People get furious over issues that don’t affect them and ignore the real ones staring back at them in the mirror.
Their health.
Their discipline.
Their ability to care for their families.
And the skills that actually matter, the ones that feed your family, keep you alive in the woods, and set an example of strength and love for your children, are mocked, downplayed, or dismissed as primitive. People act like not knowing how to cook what you kill or sit in the quiet of the woods is somehow a mark of refinement.
But what good is knowing every headline or chasing every trend if you can’t even take care of yourself and the ones who rely on you?
We don’t need more people chasing distractions.
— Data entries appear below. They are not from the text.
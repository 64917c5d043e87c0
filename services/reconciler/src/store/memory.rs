//! In-memory store adapters.
//!
//! # Purpose
//! Implements every store trait with maps guarded by `tokio::sync::RwLock`. It
//! exists for:
//! - local runs of the reconciler binary without external systems
//! - unit and integration tests of the planners and the driver
//!
//! # Durability and consistency
//! - **Not durable**: all state is lost on process restart.
//! - Each object carries a `resource_version` bumped on every write. A patch
//!   carrying a stale version is rejected with `StoreError::Conflict`, the
//!   same optimistic-concurrency contract a real API server enforces.
//!
//! # Secondary index
//! The derived-object store keeps a `classification tag -> keys` index next to
//! the objects, updated under the same lock as the objects themselves, so
//! `list` by classification never scans the full table.
//!
//! # Instrumentation
//! Every adapter counts trait calls and successful writes. Tests use the
//! counters to assert that a reconcile issued no store calls at all, or no
//! writes on a converged second pass.
use super::{
    DerivedObjectStore, LedgerStatement, LedgerStore, LedgerTable, NamespaceStore, SpecStore,
    StoreError, StoreResult,
};
use crate::model::{BillingRow, DesiredState, TenantNamespace};
use async_trait::async_trait;
use std::collections::{BTreeMap, BTreeSet, HashMap, VecDeque};
use std::sync::Arc;
use std::sync::atomic::{AtomicBool, AtomicU64, Ordering};
use tenancy_rbac::{LabelSelector, ObjectKey, ObjectKind, RBAC_TYPE_LABEL, RbacObject};
use tokio::sync::RwLock;

/// Call and write counters shared by the in-memory adapters.
#[derive(Debug, Default)]
struct Counters {
    calls: AtomicU64,
    writes: AtomicU64,
    unavailable: AtomicBool,
}

impl Counters {
    fn enter(&self, what: &str) -> StoreResult<()> {
        self.calls.fetch_add(1, Ordering::SeqCst);
        if self.unavailable.load(Ordering::SeqCst) {
            return Err(StoreError::Unavailable(format!("{what}: backend offline")));
        }
        Ok(())
    }

    fn wrote(&self) {
        self.writes.fetch_add(1, Ordering::SeqCst);
    }
}

macro_rules! counter_accessors {
    () => {
        /// Number of trait calls served, failed ones included.
        pub fn calls(&self) -> u64 {
            self.counters.calls.load(Ordering::SeqCst)
        }

        /// Number of successful writes.
        pub fn writes(&self) -> u64 {
            self.counters.writes.load(Ordering::SeqCst)
        }

        /// Make every subsequent call fail with `StoreError::Unavailable`.
        pub fn set_unavailable(&self, unavailable: bool) {
            self.counters.unavailable.store(unavailable, Ordering::SeqCst);
        }
    };
}

/// Specification objects keyed by name.
#[derive(Default)]
pub struct InMemorySpecStore {
    specs: Arc<RwLock<HashMap<String, DesiredState>>>,
    counters: Counters,
}

impl InMemorySpecStore {
    pub fn new() -> Self {
        Self::default()
    }

    counter_accessors!();

    /// Create or replace a specification. Not counted as a reconciler call.
    pub async fn put(&self, state: DesiredState) {
        self.specs.write().await.insert(state.name.clone(), state);
    }

    /// Request deletion. Objects without finalizers disappear immediately;
    /// the rest are flagged and linger until their finalizers are removed.
    pub async fn request_deletion(&self, name: &str) {
        let mut specs = self.specs.write().await;
        let remove = match specs.get_mut(name) {
            Some(state) if state.finalizers.is_empty() => true,
            Some(state) => {
                state.deletion_requested = true;
                false
            }
            None => false,
        };
        if remove {
            specs.remove(name);
        }
    }

    pub async fn names(&self) -> Vec<String> {
        let mut names: Vec<_> = self.specs.read().await.keys().cloned().collect();
        names.sort();
        names
    }

    pub async fn contains(&self, name: &str) -> bool {
        self.specs.read().await.contains_key(name)
    }
}

#[async_trait]
impl SpecStore for InMemorySpecStore {
    async fn get(&self, name: &str) -> StoreResult<DesiredState> {
        self.counters.enter("get spec")?;
        self.specs
            .read()
            .await
            .get(name)
            .cloned()
            .ok_or_else(|| StoreError::NotFound(format!("spec {name}")))
    }

    async fn add_finalizer(&self, name: &str, finalizer: &str) -> StoreResult<DesiredState> {
        self.counters.enter("add finalizer")?;
        let mut specs = self.specs.write().await;
        let state = specs
            .get_mut(name)
            .ok_or_else(|| StoreError::NotFound(format!("spec {name}")))?;
        if !state.has_finalizer(finalizer) {
            state.finalizers.push(finalizer.to_string());
            self.counters.wrote();
        }
        Ok(state.clone())
    }

    async fn remove_finalizer(&self, name: &str, finalizer: &str) -> StoreResult<DesiredState> {
        self.counters.enter("remove finalizer")?;
        let mut specs = self.specs.write().await;
        let state = specs
            .get_mut(name)
            .ok_or_else(|| StoreError::NotFound(format!("spec {name}")))?;
        let before = state.finalizers.len();
        state.finalizers.retain(|f| f != finalizer);
        if state.finalizers.len() != before {
            self.counters.wrote();
        }
        let state = state.clone();
        // Mirrors API-server semantics: the last finalizer releases a pending deletion.
        if state.deletion_requested && state.finalizers.is_empty() {
            specs.remove(name);
        }
        Ok(state)
    }
}

#[derive(Default)]
struct ObjectTable {
    objects: BTreeMap<ObjectKey, RbacObject>,
    /// classification tag value -> keys carrying it
    by_class: HashMap<String, BTreeSet<ObjectKey>>,
    next_version: u64,
}

impl ObjectTable {
    fn bump(&mut self) -> u64 {
        self.next_version += 1;
        self.next_version
    }

    fn unindex(&mut self, object: &RbacObject) {
        let Some(class) = object.labels.get(RBAC_TYPE_LABEL) else {
            return;
        };
        if let Some(keys) = self.by_class.get_mut(class) {
            keys.remove(&object.key);
            if keys.is_empty() {
                self.by_class.remove(class);
            }
        }
    }

    fn index(&mut self, object: &RbacObject) {
        if let Some(class) = object.labels.get(RBAC_TYPE_LABEL) {
            self.by_class
                .entry(class.clone())
                .or_default()
                .insert(object.key.clone());
        }
    }
}

/// Derived RBAC objects with a classification-tag index.
#[derive(Default)]
pub struct InMemoryObjectStore {
    table: Arc<RwLock<ObjectTable>>,
    counters: Counters,
}

impl InMemoryObjectStore {
    pub fn new() -> Self {
        Self::default()
    }

    counter_accessors!();

    /// Every stored object, ordered by key. Not counted as a reconciler call.
    pub async fn snapshot(&self) -> Vec<RbacObject> {
        self.table.read().await.objects.values().cloned().collect()
    }

    /// Remove objects that no longer have a valid owner, standing in for the
    /// external collector. Returns the keys removed.
    pub async fn collect_orphans(&self) -> Vec<ObjectKey> {
        let mut table = self.table.write().await;
        let doomed: Vec<RbacObject> = table
            .objects
            .values()
            .filter(|object| object.owners.is_orphaned())
            .cloned()
            .collect();
        for object in &doomed {
            table.unindex(object);
            table.objects.remove(&object.key);
        }
        doomed.into_iter().map(|object| object.key).collect()
    }
}

#[async_trait]
impl DerivedObjectStore for InMemoryObjectStore {
    async fn get(&self, key: &ObjectKey) -> StoreResult<RbacObject> {
        self.counters.enter("get object")?;
        self.table
            .read()
            .await
            .objects
            .get(key)
            .cloned()
            .ok_or_else(|| StoreError::NotFound(key.to_string()))
    }

    async fn create(&self, mut object: RbacObject) -> StoreResult<RbacObject> {
        self.counters.enter("create object")?;
        let mut table = self.table.write().await;
        if table.objects.contains_key(&object.key) {
            return Err(StoreError::Conflict(format!("{} exists", object.key)));
        }
        object.resource_version = table.bump();
        table.index(&object);
        table.objects.insert(object.key.clone(), object.clone());
        self.counters.wrote();
        Ok(object)
    }

    async fn patch(&self, mut object: RbacObject) -> StoreResult<RbacObject> {
        self.counters.enter("patch object")?;
        let mut table = self.table.write().await;
        let current = table
            .objects
            .get(&object.key)
            .cloned()
            .ok_or_else(|| StoreError::NotFound(object.key.to_string()))?;
        if current.resource_version != object.resource_version {
            return Err(StoreError::Conflict(format!(
                "{} modified: have version {}, stored {}",
                object.key, object.resource_version, current.resource_version
            )));
        }
        table.unindex(&current);
        object.resource_version = table.bump();
        table.index(&object);
        table.objects.insert(object.key.clone(), object.clone());
        self.counters.wrote();
        Ok(object)
    }

    async fn list(
        &self,
        kind: ObjectKind,
        selector: &LabelSelector,
    ) -> StoreResult<Vec<RbacObject>> {
        self.counters.enter("list objects")?;
        let table = self.table.read().await;
        if selector.key == RBAC_TYPE_LABEL {
            let Some(keys) = table.by_class.get(&selector.value) else {
                return Ok(Vec::new());
            };
            return Ok(keys
                .iter()
                .filter(|key| key.kind == kind)
                .filter_map(|key| table.objects.get(key).cloned())
                .collect());
        }
        Ok(table
            .objects
            .values()
            .filter(|object| object.key.kind == kind && selector.matches(&object.labels))
            .cloned()
            .collect())
    }
}

/// Tenant namespaces keyed by name.
#[derive(Default)]
pub struct InMemoryNamespaceStore {
    namespaces: Arc<RwLock<HashMap<String, TenantNamespace>>>,
    next_version: AtomicU64,
    counters: Counters,
}

impl InMemoryNamespaceStore {
    pub fn new() -> Self {
        Self::default()
    }

    counter_accessors!();

    fn bump(&self) -> u64 {
        self.next_version.fetch_add(1, Ordering::SeqCst) + 1
    }
}

#[async_trait]
impl NamespaceStore for InMemoryNamespaceStore {
    async fn get(&self, name: &str) -> StoreResult<TenantNamespace> {
        self.counters.enter("get namespace")?;
        self.namespaces
            .read()
            .await
            .get(name)
            .cloned()
            .ok_or_else(|| StoreError::NotFound(format!("namespace {name}")))
    }

    async fn create(&self, mut namespace: TenantNamespace) -> StoreResult<TenantNamespace> {
        self.counters.enter("create namespace")?;
        let mut namespaces = self.namespaces.write().await;
        if namespaces.contains_key(&namespace.name) {
            return Err(StoreError::Conflict(format!(
                "namespace {} exists",
                namespace.name
            )));
        }
        namespace.resource_version = self.bump();
        namespaces.insert(namespace.name.clone(), namespace.clone());
        self.counters.wrote();
        Ok(namespace)
    }

    async fn patch(&self, mut namespace: TenantNamespace) -> StoreResult<TenantNamespace> {
        self.counters.enter("patch namespace")?;
        let mut namespaces = self.namespaces.write().await;
        let stored = namespaces
            .get(&namespace.name)
            .ok_or_else(|| StoreError::NotFound(format!("namespace {}", namespace.name)))?;
        if stored.resource_version != namespace.resource_version {
            return Err(StoreError::Conflict(format!(
                "namespace {} modified",
                namespace.name
            )));
        }
        namespace.resource_version = self.bump();
        namespaces.insert(namespace.name.clone(), namespace.clone());
        self.counters.wrote();
        Ok(namespace)
    }
}

/// Number of statements [`InMemoryLedger::queries`] retains.
pub const QUERY_LOG_CAPACITY: usize = 64;

/// Billing ledger rows keyed by `(ns_name, name)`.
///
/// Interprets the three ledger statements directly and keeps the rendered SQL
/// of the most recent calls for inspection.
pub struct InMemoryLedger {
    table: LedgerTable,
    rows: Arc<RwLock<BTreeMap<(String, String), String>>>,
    log: Arc<RwLock<VecDeque<(String, Vec<BillingRow>)>>>,
    counters: Counters,
}

impl InMemoryLedger {
    pub fn new(table: LedgerTable) -> Self {
        Self {
            table,
            rows: Arc::new(RwLock::new(BTreeMap::new())),
            log: Arc::new(RwLock::new(VecDeque::with_capacity(QUERY_LOG_CAPACITY))),
            counters: Counters::default(),
        }
    }

    counter_accessors!();

    pub async fn seed(&self, rows: impl IntoIterator<Item = BillingRow>) {
        let mut stored = self.rows.write().await;
        for row in rows {
            stored.insert((row.ns_name, row.name), row.value);
        }
    }

    pub async fn rows_for(&self, ns_name: &str) -> BTreeMap<String, String> {
        self.rows
            .read()
            .await
            .iter()
            .filter(|((ns, _), _)| ns == ns_name)
            .map(|((_, name), value)| (name.clone(), value.clone()))
            .collect()
    }

    /// The most recent rendered statements and bound rows, oldest first.
    pub async fn queries(&self) -> Vec<(String, Vec<BillingRow>)> {
        self.log.read().await.iter().cloned().collect()
    }
}

#[async_trait]
impl LedgerStore for InMemoryLedger {
    async fn run_query(
        &self,
        statement: &LedgerStatement,
        rows: &[BillingRow],
    ) -> StoreResult<Vec<BillingRow>> {
        self.counters.enter(statement.op_name())?;
        {
            let mut log = self.log.write().await;
            if log.len() == QUERY_LOG_CAPACITY {
                log.pop_front();
            }
            log.push_back((statement.render(&self.table), rows.to_vec()));
        }
        let mut stored = self.rows.write().await;
        match statement {
            LedgerStatement::Select { ns_name } => Ok(stored
                .iter()
                .filter(|((ns, _), _)| ns == ns_name)
                .map(|((ns, name), value)| BillingRow::new(ns, name, value))
                .collect()),
            LedgerStatement::Upsert => {
                for row in rows {
                    stored.insert((row.ns_name.clone(), row.name.clone()), row.value.clone());
                }
                self.counters.wrote();
                Ok(Vec::new())
            }
            LedgerStatement::Delete => {
                for row in rows {
                    stored.remove(&(row.ns_name.clone(), row.name.clone()));
                }
                self.counters.wrote();
                Ok(Vec::new())
            }
        }
    }

    fn backend_name(&self) -> &'static str {
        "memory"
    }
}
We need families who can provide, endure, and lead.
FIELD
When cleaning doves, fill a 5-gallon bucket with water and pluck the birds while they’re submerged. The water traps the feathers so they don’t fly everywhere, keeps your workspace clean, and rinses the birds at the same time, making the whole process quicker and easier.
MINDSET
Strength isn’t forged by repeating the same comfortable motions. It’s built when you put yourself in awkward, unfamiliar situations that force you to adapt. Go to the gym, sure, but don’t fool yourself into thinking progressive overload alone makes you resilient. Carry a log across rough ground. Drag a deer out of the woods without a cart. Sleep outside when it’s raining. Train your mind to stay steady when your body wants to quit.
Routine builds comfort. Awkward challenges break it. Every time you step into something unrefined and uncomfortable, you carve new territory inside yourself. That’s where real resilience comes from. That’s how you become harder to kill.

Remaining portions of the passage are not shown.